▶ **What is needed**
Each entry below must be repeated word for word.

Exercise material Start Marker

use super::ConfigError;
use ndarray::{Array1, Array2, ArrayView1, ArrayView2, ArrayViewMut1, ArrayViewMut2};

/// Adapter trait for reading contiguous 1D input.
pub trait Read1D<T> {
    /// Borrow the underlying input as a contiguous slice.
    fn read_slice(&self) -> Result<&[T], ConfigError>;
}

/// Adapter trait for writing contiguous 1D output.
pub trait Write1D<T> {
    /// Borrow the underlying output as a mutable contiguous slice.
    fn write_slice_mut(&mut self) -> Result<&mut [T], ConfigError>;
}

/// Adapter trait for reading a 2D field laid out as `(rows, cols)`.
///
/// Rows index the `y` axis and columns the `x` axis, matching
/// `meshgrid(x, y)`. The view may be strided.
pub trait Read2D<T> {
    /// Borrow the underlying field as a 2D view.
    fn read_view(&self) -> ArrayView2<'_, T>;
}

/// Adapter trait for writing a 2D field laid out as `(rows, cols)`.
pub trait Write2D<T> {
    /// Borrow the underlying field as a mutable 2D view.
    fn write_view_mut(&mut self) -> ArrayViewMut2<'_, T>;
}

impl<T> Read1D<T> for [T] {
    fn read_slice(&self) -> Result<&[T], ConfigError> {
        Ok(self)
    }
}

impl<T> Write1D<T> for [T] {
    fn write_slice_mut(&mut self) -> Result<&mut [T], ConfigError> {
        Ok(self)
    }
}

impl<T, const N: usize> Read1D<T> for [T; N] {
    fn read_slice(&self) -> Result<&[T], ConfigError> {
        Ok(self)
    }
}

impl<T, const N: usize> Write1D<T> for [T; N] {
    fn write_slice_mut(&mut self) -> Result<&mut [T], ConfigError> {
        Ok(self)
    }
}

impl<T> Read1D<T> for Vec<T> {
    fn read_slice(&self) -> Result<&[T], ConfigError> {
        Ok(self.as_slice())
    }
}

impl<T> Write1D<T> for Vec<T> {
    fn write_slice_mut(&mut self) -> Result<&mut [T], ConfigError> {
        Ok(self.as_mut_slice())
    }
}

impl<T> Read1D<T> for Array1<T> {
    fn read_slice(&self) -> Result<&[T], ConfigError> {
        self.as_slice()
            .ok_or(ConfigError::NonContiguous { arg: "array" })
    }
}

impl<T> Write1D<T> for Array1<T> {
    fn write_slice_mut(&mut self) -> Result<&mut [T], ConfigError> {
        self.as_slice_mut()
            .ok_or(ConfigError::NonContiguous { arg: "array" })
    }
}

impl<'a, T> Read1D<T> for ArrayView1<'a, T> {
    fn read_slice(&self) -> Result<&[T], ConfigError> {
        self.as_slice()
            .ok_or(ConfigError::NonContiguous { arg: "array_view" })
    }
}

impl<'a, T> Write1D<T> for ArrayViewMut1<'a, T> {
    fn write_slice_mut(&mut self) -> Result<&mut [T], ConfigError> {
        self.as_slice_mut().ok_or(ConfigError::NonContiguous {
            arg: "array_view_mut",
        })
    }
}

impl<T> Read2D<T> for Array2<T> {
    fn read_view(&self) -> ArrayView2<'_, T> {
        self.view()
    }
}

impl<T> Write2D<T> for Array2<T> {
    fn write_view_mut(&mut self) -> ArrayViewMut2<'_, T> {
        self.view_mut()
    }
}

impl<'a, T> Read2D<T> for ArrayView2<'a, T> {
    fn read_view(&self) -> ArrayView2<'_, T> {
        self.view()
    }
}

impl<'a, T> Write2D<T> for ArrayViewMut2<'a, T> {
    fn write_view_mut(&mut self) -> ArrayViewMut2<'_, T> {
        self.view_mut()
    }
}

#[cfg(test)]
mod tests {
    use super::{ConfigError, Read1D, Read2D, Write1D, Write2D};
    use ndarray::{s, Array1, Array2};

    #[test]
    fn slice_and_array_adapters() {
        let a = [1.0f32, 2.0, 3.0];
        assert_eq!(a.read_slice().expect("array adapter").len(), 3);

        let s: &[f32] = &a;
        assert_eq!(s.read_slice().expect("slice adapter")[1], 2.0);
    }

    #[test]
    fn vec_write_adapter() {
        let mut out = vec![0.0f32; 4];
        let slice = out.write_slice_mut().expect("vec write adapter");
        slice.copy_from_slice(&[1.0, 2.0, 3.0, 4.0]);
        assert_eq!(out, vec![1.0, 2.0, 3.0, 4.0]);
    }

    #[test]
    fn strided_view_is_not_a_slice() {
        let arr = Array1::from(vec![1.0f64, 2.0, 3.0, 4.0]);
        let every_other = arr.slice(s![..;2]);
        assert_eq!(
            every_other.read_slice().unwrap_err(),
            ConfigError::NonContiguous { arg: "array_view" }
        );
    }

    #[test]
    fn field_adapters_preserve_shape() {
        let mut field = Array2::<f64>::zeros((3, 5));
        field.write_view_mut()[[2, 4]] = 7.0;
        let view = field.read_view();
        assert_eq!(view.dim(), (3, 5));
        assert_eq!(view[[2, 4]], 7.0);

        let transposed = field.t();
        assert_eq!(transposed.read_view().dim(), (5, 3));
    }
}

Exercise material End Marker

▶ **Exercise solution**
use super::ConfigError;
use ndarray::{Array1, Array2, ArrayView1, ArrayView2, ArrayViewMut1, ArrayViewMut2};

/// Adapter trait for reading contiguous 1D input.
pub trait Read1D<T> {
    /// Borrow the underlying input as a contiguous slice.
    fn read_slice(&self) -> Result<&[T], ConfigError>;
}

/// Adapter trait for writing contiguous 1D output.
pub trait Write1D<T> {
    /// Borrow the underlying output as a mutable contiguous slice.
    fn write_slice_mut(&mut self) -> Result<&mut [T], ConfigError>;
}

/// Adapter trait for reading a 2D field laid out as `(rows, cols)`.
///
/// Rows index the `y` axis and columns the `x` axis, matching
/// `meshgrid(x, y)`. The view may be strided.
pub trait Read2D<T> {
    /// Borrow the underlying field as a 2D view.
    fn read_view(&self) -> ArrayView2<'_, T>;
}

/// Adapter trait for writing a 2D field laid out as `(rows, cols)`.
pub trait Write2D<T> {
    /// Borrow the underlying field as a mutable 2D view.
    fn write_view_mut(&mut self) -> ArrayViewMut2<'_, T>;
}

impl<T> Read1D<T> for [T] {
    fn read_slice(&self) -> Result<&[T], ConfigError> {
        Ok(self)
    }
}

impl<T> Write1D<T> for [T] {
    fn write_slice_mut(&mut self) -> Result<&mut [T], ConfigError> {
        Ok(self)
    }
}

impl<T, const N: usize> Read1D<T> for [T; N] {
    fn read_slice(&self) -> Result<&[T], ConfigError> {
        Ok(self)
    }
}

impl<T, const N: usize> Write1D<T> for [T; N] {
    fn write_slice_mut(&mut self) -> Result<&mut [T], ConfigError> {
        Ok(self)
    }
}

impl<T> Read1D<T> for Vec<T> {
    fn read_slice(&self) -> Result<&[T], ConfigError> {
        Ok(self.as_slice())
    }
}

impl<T> Write1D<T> for Vec<T> {
    fn write_slice_mut(&mut self) -> Result<&mut [T], ConfigError> {
        Ok(self.as_mut_slice())
    }
}

impl<T> Read1D<T> for Array1<T> {
    fn read_slice(&self) -> Result<&[T], ConfigError> {
        self.as_slice()
            .ok_or(ConfigError::NonContiguous { arg: "array" })
    }
}

impl<T> Write1D<T> for Array1<T> {
    fn write_slice_mut(&mut self) -> Result<&mut [T], ConfigError> {
        self.as_slice_mut()
            .ok_or(ConfigError::NonContiguous { arg: "array" })
    }
}

impl<'a, T> Read1D<T> for ArrayView1<'a, T> {
    fn read_slice(&self) -> Result<&[T], ConfigError> {
        self.as_slice()
            .ok_or(ConfigError::NonContiguous { arg: "array_view" })
    }
}

impl<'a, T> Write1D<T> for ArrayViewMut1<'a, T> {
    fn write_slice_mut(&mut self) -> Result<&mut [T], ConfigError> {
        self.as_slice_mut().ok_or(ConfigError::NonContiguous {
            arg: "array_view_mut",
        })
    }
}

impl<T> Read2D<T> for Array2<T> {
    fn read_view(&self) -> ArrayView2<'_, T> {
        self.view()
    }
}

impl<T> Write2D<T> for Array2<T> {
    fn write_view_mut(&mut self) -> ArrayViewMut2<'_, T> {
        self.view_mut()
    }
}

impl<'a, T> Read2D<T> for ArrayView2<'a, T> {
    fn read_view(&self) -> ArrayView2<'_, T> {
        self.view()
    }
}

impl<'a, T> Write2D<T> for ArrayViewMut2<'a, T> {
    fn write_view_mut(&mut self) -> ArrayViewMut2<'_, T> {
        self.view_mut()
    }
}

#[cfg(test)]
mod tests {
    use super::{ConfigError, Read1D, Read2D, Write1D, Write2D};
    use ndarray::{s, Array1, Array2};

    #[test]
    fn slice_and_array_adapters() {
        let a = [1.0f32, 2.0, 3.0];
        assert_eq!(a.read_slice().expect("array adapter").len(), 3);

        let s: &[f32] = &a;
        assert_eq!(s.read_slice().expect("slice adapter")[1], 2.0);
    }

    #[test]
    fn vec_write_adapter() {
        let mut out = vec![0.0f32; 4];
        let slice = out.write_slice_mut().expect("vec write adapter");
        slice.copy_from_slice(&[1.0, 2.0, 3.0, 4.0]);
        assert_eq!(out, vec![1.0, 2.0, 3.0, 4.0]);
    }

    #[test]
    fn strided_view_is_not_a_slice() {
        let arr = Array1::from(vec![1.0f64, 2.0, 3.0, 4.0]);
        let every_other = arr.slice(s![..;2]);
        assert_eq!(
            every_other.read_slice().unwrap_err(),
            ConfigError::NonContiguous { arg: "array_view" }
        );
    }

    #[test]
    fn field_adapters_preserve_shape() {
        let mut field = Array2::<f64>::zeros((3, 5));
        field.write_view_mut()[[2, 4]] = 7.0;
        let view = field.read_view();
        assert_eq!(view.dim(), (3, 5));
        assert_eq!(view[[2, 4]], 7.0);

        let transposed = field.t();
        assert_eq!(transposed.read_view().dim(), (5, 3));
    }
}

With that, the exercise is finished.